PUBLIC LIFT I JANUARY 2017
Lift Type: Bespoke Platform Lift
Case Study: The Wild Atlantic Lodge
Location: The Burren, Co. Clare
Ever since its official launch in 2014, The Wild Atlantic Way has changed the way people look at Ireland’s West Coast. A huge promotional campaign, urging people to “Discover Ireland’s Wild Atlantic” has led to a few record breaking years for Irish tourism, with 9.8 million visitors to Ireland in 2017 alone.
The Wild Atlantic Way has helped introduce visitors to some of Ireland’s most spectacular destinations including the Cliffs of Moher, the Skellig Islands and Croagh Patrick. Nestled in the heart of one such destination, the Burren in County Clare, is the Wild Atlantic Lodge. This B&B, with accompanying bar and restaurant, is enjoying the success of the country’s first long-distance touring route. Interest in the many attractions of the Wild Atlantic Way has brought visitors from the United States, and all over the world, to Paul Hughes’s Wild Atlantic Lodge.
This surge in tourism lead Paul to realise certain inadequacies when it came to accessibility. After a recent extension, there are now over twenty bedrooms in the old-style lodge. These rooms are predominantly located upstairs or at the back of the building, a considerable distance from the front entrance. The building itself has only one set of stairs, which is quite narrow and windy. As Paul explained to Premier Lifts Ireland, this made upstairs access difficult for those with impaired mobility. “The age profile of most of our guests is 50+ and we do tend to have a lot of people who find stairs challenging.”
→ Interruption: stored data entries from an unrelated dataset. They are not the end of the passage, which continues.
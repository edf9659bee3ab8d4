use anyhow::{Context, Result};
use clap::{Args as ClapArgs, Parser, Subcommand};
use juzu::config::{self, TlsFiles, DEFAULT_CONNECT_TIMEOUT, DEFAULT_STREAMING_BUFFER_SIZE};
use juzu::{Client, ClientConfig, DiarizationConfig, DiarizationResponse, Encoding, Segment};
use std::path::PathBuf;
use std::time::Duration;
use tokio::io::AsyncRead;

#[derive(Parser, Debug)]
#[command(name = "juzu")]
#[command(about = "Command line client for the juzu speaker diarization server")]
#[command(long_about = "
Command line client for the juzu speaker diarization server.

EXAMPLES:
  # Show server and engine versions
  juzu --server localhost:2727 --insecure version

  # List the diarization models the server offers
  juzu models

  # Diarize a WAV file with model 1, expecting two speakers
  juzu diarize --model 1 --num-speakers 2 --encoding wav meeting.wav

  # Diarize raw PCM piped from another program
  sox input.flac -t raw -r 16000 -e signed -b 16 - | juzu diarize --model 1 -
")]
struct Args {
    /// Address of the juzu server (host:port or URI)
    #[arg(long, env = "JUZU_SERVER", default_value = "localhost:2727")]
    server: String,

    /// Connect without TLS
    #[arg(long)]
    insecure: bool,

    /// PEM root certificate used to verify the server
    #[arg(long)]
    server_cert: Option<PathBuf>,

    /// PEM client certificate for mutual TLS
    #[arg(long, requires = "client_key")]
    client_cert: Option<PathBuf>,

    /// PEM private key for the client certificate
    #[arg(long, requires = "client_cert")]
    client_key: Option<PathBuf>,

    /// Bytes of audio sent per streaming request
    #[arg(long, default_value_t = DEFAULT_STREAMING_BUFFER_SIZE)]
    buffer_size: usize,

    /// Connect timeout in milliseconds
    #[arg(long, default_value_t = DEFAULT_CONNECT_TIMEOUT.as_millis() as u64)]
    connect_timeout: u64,

    #[command(subcommand)]
    command: Command,
}

#[derive(Subcommand, Debug)]
enum Command {
    /// Print the server and engine versions
    Version,
    /// List available diarization models
    Models,
    /// Stream audio to the server and print diarization results
    Diarize(DiarizeArgs),
}

#[derive(ClapArgs, Debug)]
struct DiarizeArgs {
    /// Diarization model ID
    #[arg(long)]
    model: String,

    /// Expected number of speakers (0 if unknown)
    #[arg(long, default_value = "0")]
    num_speakers: u32,

    /// Sample rate of the audio in Hz
    #[arg(long, default_value = "16000")]
    sample_rate: u32,

    /// Audio encoding: raw_linear16, wav or flac
    #[arg(long, default_value = "raw_linear16", value_parser = parse_encoding)]
    encoding: Encoding,

    /// Recognition model used to transcribe segments
    #[arg(long)]
    cubic_model: Option<String>,

    /// Include raw transcripts in the results
    #[arg(long)]
    raw_transcript: bool,

    /// Audio file to diarize, or - for stdin
    audio: PathBuf,
}

fn parse_encoding(value: &str) -> Result<Encoding, String> {
    Encoding::from_str_name(&value.to_ascii_uppercase())
        .ok_or_else(|| format!("unknown encoding '{value}'"))
}

impl Args {
    fn client_config(&self) -> Result<ClientConfig> {
        let mut config = ClientConfig::default()
            .with_streaming_buffer_size(self.buffer_size)?
            .with_connect_timeout(Duration::from_millis(self.connect_timeout));
        if self.insecure {
            config = config.with_insecure();
        }
        let files = TlsFiles {
            server_cert: self.server_cert.as_deref(),
            client_cert: self.client_cert.as_deref(),
            client_key: self.client_key.as_deref(),
        };
        Ok(files.apply(config)?)
    }
}

#[tokio::main]
async fn main() -> Result<()> {
    config::load_env();
    env_logger::init();

    let args = Args::parse();
    log::debug!("Starting with args: {:?}", args);

    let client = Client::connect(&args.server, args.client_config()?)
        .await
        .with_context(|| format!("failed to connect to {}", args.server))?;

    match args.command {
        Command::Version => {
            let version = client.version().await?;
            println!("juzu:   {}", version.juzu);
            println!("server: {}", version.server);
        }
        Command::Models => {
            let models = client.list_models().await?;
            if models.models.is_empty() {
                println!("No models available");
            }
            for model in models.models {
                match model.attributes {
                    Some(attrs) => println!(
                        "{}\t{}\t{} Hz\t{}",
                        model.id, model.name, attrs.sample_rate, attrs.segmentation_type
                    ),
                    None => println!("{}\t{}", model.id, model.name),
                }
            }
        }
        Command::Diarize(diarize) => run_diarize(&client, diarize).await?,
    }

    Ok(())
}

async fn run_diarize(client: &Client, args: DiarizeArgs) -> Result<()> {
    let mut config = DiarizationConfig {
        model_id: args.model,
        num_speakers: args.num_speakers,
        sample_rate: args.sample_rate,
        cubic_model_id: args.cubic_model.unwrap_or_default(),
        enable_raw_transcript: args.raw_transcript,
        ..Default::default()
    };
    config.set_audio_encoding(args.encoding);

    let audio: Box<dyn AsyncRead + Unpin + Send> = if args.audio.as_os_str() == "-" {
        Box::new(tokio::io::stdin())
    } else {
        let file = tokio::fs::File::open(&args.audio)
            .await
            .with_context(|| format!("failed to open {}", args.audio.display()))?;
        Box::new(file)
    };

    let mut handler = |response: DiarizationResponse| print_response(&response);
    client
        .streaming_diarize(config, audio, &mut handler)
        .await
        .context("diarization failed")?;

    log::info!("✅ Diarization complete");
    Ok(())
}

fn print_response(response: &DiarizationResponse) {
    for result in &response.results {
        let kind = if result.is_partial { "partial" } else { "final" };
        println!("[{}] speakers: {}", kind, result.speaker_labels.join(", "));
        for segment in &result.segments {
            print_segment(segment);
        }
    }
}

fn print_segment(segment: &Segment) {
    let start = seconds(segment.start_time.as_ref());
    let end = seconds(segment.end_time.as_ref());
    if segment.transcript.is_empty() {
        println!("  {:>8.2}s - {:>8.2}s  {}", start, end, segment.speaker_label);
    } else {
        println!(
            "  {:>8.2}s - {:>8.2}s  {}: {}",
            start, end, segment.speaker_label, segment.transcript
        );
    }
}

fn seconds(duration: Option<&prost_types::Duration>) -> f64 {
    duration.map_or(0.0, |d| d.seconds as f64 + d.nanos as f64 / 1e9)
}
When he first reached out to Premier Lifts, Mr. Hughes had been receiving a number of enquiries that hit the same dead-end. Whenever guests were told that the only available rooms were upstairs, many would ask if the property had a lift. A negative response to this question would often rule The Wild Atlantic Lodge out as a potential place to stay. This not only negatively affected business but was also very disheartening for Paul, who hated having to turn away visitors in such fashion.